Na quadra do mais tradicional bloco carioca é carnaval o ano todo

O recém-nascido Homem das Cavernas logo seria rebatizado como Grêmio Recreativo Cacique de Ramos em 20 de janeiro de 1961, dia de São Sebastião, padroeiro da cidade. O bloco carnavalesco oriundo de três famílias do bairro de Ramos, na Zona Leopoldina, começava, então, a desenhar sua relevante – e quase sexagenária – história na folia carioca.

Mãe Menininha do Gantois em pessoa abençoou a nova agremiação, aos pés da tamarineira em torno da qual se reuniam as rodas de sambas. Sua filha espiritual, Conceição de Souza Nascimento – mãe de Bira Presidente, chefe da tribo até hoje –, ficou responsável pela preparação religiosa dos componentes do grupo, por intermédio de preceitos e patuás.
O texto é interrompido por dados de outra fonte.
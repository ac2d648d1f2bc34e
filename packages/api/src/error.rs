//! Errors raised by the users API and its configuration.

use std::fmt;

use thiserror::Error;

/// One of the four remote calls against the users collection.
#[derive(Debug, Clone, Copy, PartialEq, Eq, Hash)]
pub enum Operation {
    List,
    Create,
    Update,
    Delete,
}

impl fmt::Display for Operation {
    fn fmt(&self, f: &mut fmt::Formatter<'_>) -> fmt::Result {
        let label = match self {
            Operation::List => "GET /users",
            Operation::Create => "POST /users",
            Operation::Update => "PUT /users/{id}",
            Operation::Delete => "DELETE /users/{id}",
        };
        f.write_str(label)
    }
}

/// Failure of a remote call.
#[derive(Debug, Error)]
pub enum ApiError {
    /// Connection, non-2xx status or body decoding failure.
    #[error("request failed: {0}")]
    Transport(#[from] reqwest::Error),
    #[error("user {0} not found")]
    NotFound(i64),
    /// Failure injected into [`crate::MemoryUsersApi`].
    #[error("{0} unavailable")]
    Unavailable(Operation),
}

/// Failure loading an [`crate::ApiConfig`].
#[derive(Debug, Error)]
pub enum ConfigError {
    #[error("failed to read config: {0}")]
    Io(#[from] std::io::Error),
    #[error("invalid config: {0}")]
    Parse(#[from] toml::de::Error),
}
use dioxus::prelude::*;

#[derive(Clone, Copy, Debug, Default, PartialEq)]
pub enum ButtonVariant {
    #[default]
    Primary,
    Danger,
    Outline,
}

impl ButtonVariant {
    fn class(self) -> &'static str {
        match self {
            ButtonVariant::Primary => "btn btn-primary",
            ButtonVariant::Danger => "btn btn-danger",
            ButtonVariant::Outline => "btn btn-outline",
        }
    }
}

#[component]
pub fn Button(
    #[props(default)] variant: ButtonVariant,
    #[props(default)] disabled: bool,
    onclick: EventHandler<MouseEvent>,
    children: Element,
) -> Element {
    rsx! {
        button {
            class: variant.class(),
            disabled: disabled,
            onclick: move |evt| onclick.call(evt),
            {children}
        }
    }
}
Na voz de sua saudosa madrinha Beth Carvalho, temas de desfile do bloco – como “Coisinha do pai” (Almir Guineto, Luiz Carlos e Jorge Aragão) e “Vou festejar” (Aragão, Dida e Neoci Dias) – viraram um estrondoso sucesso nacional. As fantasias, nas cores branca, preta e vermelha, que hoje colorem o Centro do Rio no carnaval, valorizam a cultura indígena brasileira. Mas na quadra a folia rola o ano inteiro: todos os domingos tem roda de samba. E com entrada franca.